Chief Justice of Ontario
- In office July 2, 1900 – November 20, 1902

Personal details
- Born: May 4, 1830 Otonabee, Upper Canada
- Died: July 11, 1903 (aged 73) London, England

= John Douglas Armour =

Canadian lawyer and Supreme Court judge

John Douglas Armour (May 4, 1830 - July 11, 1903) was a Canadian Puisne judge of the Supreme Court of Canada.

Born in the township of Otonabee, Upper Canada (now Ontario), the son of Samuel Armour, he was educated at Upper Canada College, and received a Bachelor of Arts degree in 1850 from the University of Toronto. He then articled with his brother, Robert Armour, and then with Philip Michael Matthew Scott VanKoughnet. He was called to the Bar in 1853 and practised law for 25 years in Cobourg, Ontario.

In 1877, he was appointed to the Court of Queen's Bench of Ontario and was appointed as its chief justice in November of that year. In 1901, he was appointed Chief Justice of Ontario.

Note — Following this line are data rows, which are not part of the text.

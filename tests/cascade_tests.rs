//! Cascade delete scenarios against both store backends.
//!
//! Each scenario is written once over `EntityStore` and run against an
//! in-memory SQLite database and the `MemoryStore`.

use task_cascade::config::HierarchyConfig;
use task_cascade::db::Database;
use task_cascade::error::CascadeError;
use task_cascade::hierarchy::CascadeDeleter;
use task_cascade::store::{EntityStore, FaultPlan, MemoryStore, OrderBy, StoreError, TaskFilter};
use task_cascade::types::Task;

/// Helper to create a fresh in-memory database for testing.
fn setup_db() -> Database {
    Database::open_in_memory().expect("Failed to create in-memory database")
}

fn task(id: &str, parent: Option<&str>, created_at: i64) -> Task {
    let task = Task::new(id, format!("task {id}"), created_at);
    match parent {
        Some(p) => task.with_parent(p),
        None => task,
    }
}

async fn seed<S: EntityStore>(store: &S, tasks: &[Task]) {
    for t in tasks {
        store.create(t).await.expect("Failed to seed task");
    }
}

async fn snapshot<S: EntityStore>(store: &S) -> Vec<Task> {
    store
        .query(&TaskFilter::all(), OrderBy::CreatedAsc)
        .await
        .expect("Failed to snapshot store")
}

/// Every surviving parent pointer references a surviving task.
async fn assert_no_orphans<S: EntityStore>(store: &S, deleted: &[&str]) {
    for t in snapshot(store).await {
        if let Some(parent) = &t.parent_task_id {
            assert!(
                !deleted.contains(&parent.as_str()),
                "{} still points at deleted parent {}",
                t.id,
                parent
            );
        }
    }
}

fn chain(len: usize) -> Vec<Task> {
    (0..len)
        .map(|i| {
            let parent = (i > 0).then(|| format!("n{}", i - 1));
            task(&format!("n{i}"), parent.as_deref(), i as i64)
        })
        .collect()
}

// =============================================================================
// Scenarios
// =============================================================================

async fn scenario_a<S: EntityStore>(store: S) {
    seed(
        &store,
        &[
            task("R", None, 1),
            task("C1", Some("R"), 2),
            task("C2", Some("R"), 3),
            task("G1", Some("C1"), 4),
            task("KEEP", None, 5),
        ],
    )
    .await;
    let cascade = CascadeDeleter::new(store, HierarchyConfig::default());

    let report = cascade.delete("R").await.expect("cascade delete failed");

    assert_eq!(report.collected, 4);
    assert_eq!(report.deleted, 4);
    for id in ["R", "C1", "C2", "G1"] {
        assert!(cascade.store().get(id).await.unwrap().is_none(), "{id} survived");
    }
    let left = snapshot(cascade.store()).await;
    assert_eq!(left.len(), 1);
    assert_eq!(left[0].id, "KEEP");
    assert_no_orphans(cascade.store(), &["R", "C1", "C2", "G1"]).await;
}

async fn scenario_b<S: EntityStore>(store: S) {
    seed(&store, &chain(101)).await;
    let before = snapshot(&store).await;
    let cascade = CascadeDeleter::new(store, HierarchyConfig::default());

    let err = cascade.delete("n0").await.unwrap_err();

    assert_eq!(err, CascadeError::DepthExceeded("n100".to_string()));
    assert!(err.is_structural());
    assert_eq!(snapshot(cascade.store()).await, before);
}

async fn depth_limit_allows_exactly_max<S: EntityStore>(store: S) {
    seed(&store, &chain(100)).await;
    let cascade = CascadeDeleter::new(store, HierarchyConfig::default());

    let report = cascade.delete("n0").await.expect("100 levels should be allowed");

    assert_eq!(report.deleted, 100);
    assert_eq!(report.depth, 100);
    assert!(snapshot(cascade.store()).await.is_empty());
}

async fn scenario_c<S: EntityStore>(store: S) {
    seed(&store, &[task("A", Some("B"), 1), task("B", Some("A"), 2)]).await;
    let before = snapshot(&store).await;
    let cascade = CascadeDeleter::new(store, HierarchyConfig::default());

    let err = cascade.delete("A").await.unwrap_err();

    assert_eq!(err, CascadeError::CycleDetected("A".to_string()));
    assert!(!err.is_retryable());
    assert_eq!(snapshot(cascade.store()).await, before);
}

async fn scenario_d<S: EntityStore>(store: S) -> CascadeDeleter<S> {
    let mut tasks = vec![task("root", None, 0)];
    tasks.extend((0..50).map(|i| task(&format!("c{i:02}"), Some("root"), 1 + i as i64)));
    tasks.push(task("other", None, 100));
    seed(&store, &tasks).await;
    let cascade = CascadeDeleter::new(store, HierarchyConfig::default());

    let report = cascade.delete("root").await.expect("cascade delete failed");

    assert_eq!(report.deleted, 51);
    assert_eq!(report.depth, 2);
    assert_eq!(snapshot(cascade.store()).await.len(), 1);
    cascade
}

async fn missing_and_leaf_are_noops<S: EntityStore>(store: S) {
    seed(&store, &[task("P", None, 1), task("L", Some("P"), 2)]).await;
    let cascade = CascadeDeleter::new(store, HierarchyConfig::default());

    let report = cascade.delete("ghost").await.expect("missing id should succeed");
    assert_eq!(report.collected, 1);
    assert_eq!(report.deleted, 0);
    assert_eq!(snapshot(cascade.store()).await.len(), 2);

    let report = cascade.delete("L").await.expect("leaf delete failed");
    assert_eq!(report.deleted, 1);
    assert!(cascade.store().get("P").await.unwrap().is_some());

    // Retrying a completed delete is a no-op
    let report = cascade.delete("L").await.expect("repeat delete failed");
    assert_eq!(report.deleted, 0);
}

async fn cycle_with_healthy_branch<S: EntityStore>(store: S) {
    // Corrupted loop X -> Y -> Z -> X, with W a healthy child of Y
    seed(
        &store,
        &[
            task("X", Some("Z"), 1),
            task("Y", Some("X"), 2),
            task("Z", Some("Y"), 3),
            task("W", Some("Y"), 4),
        ],
    )
    .await;
    let before = snapshot(&store).await;
    let cascade = CascadeDeleter::new(store, HierarchyConfig::default());

    let err = cascade.delete("Y").await.unwrap_err();

    assert_eq!(err, CascadeError::CycleDetected("Y".to_string()));
    assert_eq!(snapshot(cascade.store()).await, before);
}

mod sqlite {
    use super::*;

    #[tokio::test]
    async fn scenario_a_removes_root_children_and_grandchild() {
        scenario_a(setup_db()).await;
    }

    #[tokio::test]
    async fn scenario_b_101_level_chain_exceeds_depth() {
        scenario_b(setup_db()).await;
    }

    #[tokio::test]
    async fn exactly_100_levels_is_allowed() {
        depth_limit_allows_exactly_max(setup_db()).await;
    }

    #[tokio::test]
    async fn scenario_c_two_node_cycle() {
        scenario_c(setup_db()).await;
    }

    #[tokio::test]
    async fn scenario_d_fifty_children() {
        scenario_d(setup_db()).await;
    }

    #[tokio::test]
    async fn missing_id_and_leaf() {
        missing_and_leaf_are_noops(setup_db()).await;
    }

    #[tokio::test]
    async fn three_node_cycle() {
        cycle_with_healthy_branch(setup_db()).await;
    }

    #[tokio::test]
    async fn failing_delete_rolls_back_whole_batch() {
        let db = setup_db();
        let mut tasks = vec![task("root", None, 0)];
        tasks.extend((0..9).map(|i| task(&format!("c{i}"), Some("root"), 1 + i)));
        seed(&db, &tasks).await;
        let before = snapshot(&db).await;

        // Leaves are deleted first, so c4 fails after c8..c5 are gone
        db.with_conn(|conn| {
            conn.execute_batch(
                "CREATE TRIGGER fail_delete BEFORE DELETE ON tasks
                 WHEN old.id = 'c4'
                 BEGIN SELECT RAISE(ABORT, 'injected failure'); END;",
            )?;
            Ok(())
        })
        .expect("Failed to install trigger");

        let cascade = CascadeDeleter::new(db, HierarchyConfig::default());
        let err = cascade.delete("root").await.unwrap_err();

        match &err {
            CascadeError::Storage(StoreError::DeleteFailed { id, reason }) => {
                assert_eq!(id, "c4");
                assert!(reason.contains("injected failure"), "reason: {reason}");
            }
            other => panic!("unexpected error: {other:?}"),
        }
        assert!(err.is_retryable());
        assert_eq!(snapshot(cascade.store()).await, before);
    }

    #[tokio::test]
    async fn late_child_trips_orphan_guard() {
        let db = setup_db();
        seed(&db, &[task("root", None, 0), task("a", Some("root"), 1)]).await;

        // Simulate a child inserted after collection: delete only the
        // collected ids while a new child exists.
        let cascade = CascadeDeleter::new(db.clone(), HierarchyConfig::default());
        let subtree = cascade.preview("root").await.unwrap();
        db.create(&task("late", Some("a"), 2)).await.unwrap();

        let err = db
            .delete_many(&subtree.leaves_first(), true.into())
            .await
            .unwrap_err();
        assert_eq!(err, StoreError::Orphans(vec!["late".to_string()]));
        assert_eq!(snapshot(&db).await.len(), 3);

        // A fresh cascade picks the late child up
        let report = cascade.delete("root").await.unwrap();
        assert_eq!(report.deleted, 3);
    }

    #[tokio::test]
    async fn orphan_guard_lists_orphans_across_the_batch() {
        let db = setup_db();
        seed(
            &db,
            &[
                task("root", None, 0),
                task("a", Some("root"), 1),
                task("b", Some("root"), 2),
                task("x", Some("a"), 3),
                task("w", Some("b"), 4),
                task("v", Some("root"), 5),
            ],
        )
        .await;

        let batch = vec!["a".to_string(), "b".to_string(), "root".to_string()];
        let err = db.delete_many(&batch, true.into()).await.unwrap_err();

        assert_eq!(
            err,
            StoreError::Orphans(vec!["v".to_string(), "w".to_string(), "x".to_string()])
        );
        assert_eq!(snapshot(&db).await.len(), 6);
    }

    #[tokio::test]
    async fn orphan_guard_handles_large_batches() {
        let db = setup_db();
        let mut tasks = vec![task("root", None, 0)];
        tasks.extend((0..600).map(|i| task(&format!("c{i:03}"), Some("root"), 1 + i)));
        seed(&db, &tasks).await;
        db.create(&task("late", Some("c599"), 1000)).await.unwrap();

        let mut batch: Vec<String> = tasks.iter().map(|t| t.id.clone()).collect();
        batch.reverse();
        let err = db.delete_many(&batch, true.into()).await.unwrap_err();
        assert_eq!(err, StoreError::Orphans(vec!["late".to_string()]));

        db.delete_many(&["late".to_string()], true.into()).await.unwrap();
        let removed = db.delete_many(&batch, true.into()).await.unwrap();
        assert_eq!(removed, 601);
        assert!(snapshot(&db).await.is_empty());
    }

    #[tokio::test]
    async fn orphan_guard_can_be_disabled() {
        let db = setup_db();
        seed(&db, &[task("root", None, 0), task("a", Some("root"), 1)]).await;

        let removed = db
            .delete_many(&["root".to_string()], false.into())
            .await
            .unwrap();
        assert_eq!(removed, 1);
        let left = snapshot(&db).await;
        assert_eq!(left.len(), 1);
        assert_eq!(left[0].parent_task_id.as_deref(), Some("root"));
    }
}

mod memory {
    use super::*;

    #[tokio::test]
    async fn scenario_a_removes_root_children_and_grandchild() {
        scenario_a(MemoryStore::new()).await;
    }

    #[tokio::test]
    async fn scenario_b_101_level_chain_exceeds_depth() {
        scenario_b(MemoryStore::new()).await;
    }

    #[tokio::test]
    async fn exactly_100_levels_is_allowed() {
        depth_limit_allows_exactly_max(MemoryStore::new()).await;
    }

    #[tokio::test]
    async fn scenario_c_two_node_cycle() {
        scenario_c(MemoryStore::new()).await;
    }

    #[tokio::test]
    async fn scenario_d_fifty_children_in_one_transaction() {
        let cascade = scenario_d(MemoryStore::new()).await;
        let stats = cascade.store().stats().unwrap();
        assert_eq!(stats.commits, 1);
        assert_eq!(stats.deletes_attempted, 51);
        // One children query per collected task, plus the final snapshot
        assert_eq!(stats.queries, 51 + 1);
    }

    #[tokio::test]
    async fn missing_id_and_leaf() {
        missing_and_leaf_are_noops(MemoryStore::new()).await;
    }

    #[tokio::test]
    async fn three_node_cycle() {
        cycle_with_healthy_branch(MemoryStore::new()).await;
    }

    #[tokio::test]
    async fn failure_after_n_of_m_deletes_leaves_nothing_deleted() {
        for n in [0, 1, 3, 7] {
            let store = MemoryStore::new();
            let mut tasks = vec![task("root", None, 0)];
            tasks.extend((0..7).map(|i| task(&format!("c{i}"), Some("root"), 1 + i)));
            seed(&store, &tasks).await;
            let before = store.snapshot().unwrap();
            store.set_faults(FaultPlan::fail_after_deletes(n)).unwrap();

            let cascade = CascadeDeleter::new(store, HierarchyConfig::default());
            let err = cascade.delete("root").await.unwrap_err();

            assert!(matches!(err, CascadeError::Storage(StoreError::DeleteFailed { .. })));
            assert_eq!(cascade.store().snapshot().unwrap(), before, "n = {n}");
            let stats = cascade.store().stats().unwrap();
            assert_eq!(stats.deletes_attempted, n + 1);
            assert_eq!(stats.commits, 0);
            assert_eq!(stats.rollbacks, 1);
        }
    }

    #[tokio::test]
    async fn structural_error_never_opens_a_transaction() {
        let store = MemoryStore::new();
        seed(&store, &[task("A", Some("B"), 1), task("B", Some("A"), 2)]).await;
        let cascade = CascadeDeleter::new(store, HierarchyConfig::default());

        assert!(cascade.delete("A").await.is_err());

        let stats = cascade.store().stats().unwrap();
        assert_eq!(stats.deletes_attempted, 0);
        assert_eq!(stats.commits + stats.rollbacks, 0);
    }

    #[tokio::test]
    async fn depth_limit_is_configurable() {
        let store = MemoryStore::new();
        seed(&store, &chain(10)).await;
        let cascade = CascadeDeleter::new(store, HierarchyConfig::default().with_max_depth(9));

        let err = cascade.delete("n0").await.unwrap_err();
        assert_eq!(err, CascadeError::DepthExceeded("n9".to_string()));
        // The lower part of the chain fits
        assert_eq!(cascade.delete("n1").await.unwrap().deleted, 9);
    }
}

== Justice of the Supreme Court of Canada ==

On November 21, 1902, Prime Minister Wilfrid Laurier appointed Armour to the Supreme Court of Canada, after the resignation of Chief Justice Samuel Henry Strong and the elevation of Henri-Elzéar Taschereau to the Chief Justice role. Prior to the appointment, Armour had spent 24 years as a judge, but was already in poor health. Armour only participated in two sessions of the Court, before dying in London, England during his service on the Alaska Boundary Commission.

== Legacy ==
Armour's legal legacy rests in his 24 years of service in the Ontario Courts, and not his brief seven month appointment to the Supreme Court of Canada. The contemporary view was that Armour was a good judge who had "common sense," had the ability to understand "conditions of life in Canada" and the spirit of the law. Armour was noted to be sympathetic to common Canadians and less to towards corporations.

Mount Armour, aka Boundary Peak 175, a summit on the boundary between British Columbia and the US state of Alaska, was named for him. Justice Armour was one of the original commissioners of the Alaska Boundary Tribunal and was replaced on it after his death by A.B. Aylesworth.

Also Armour Township in Ontario, Canada, was named after him.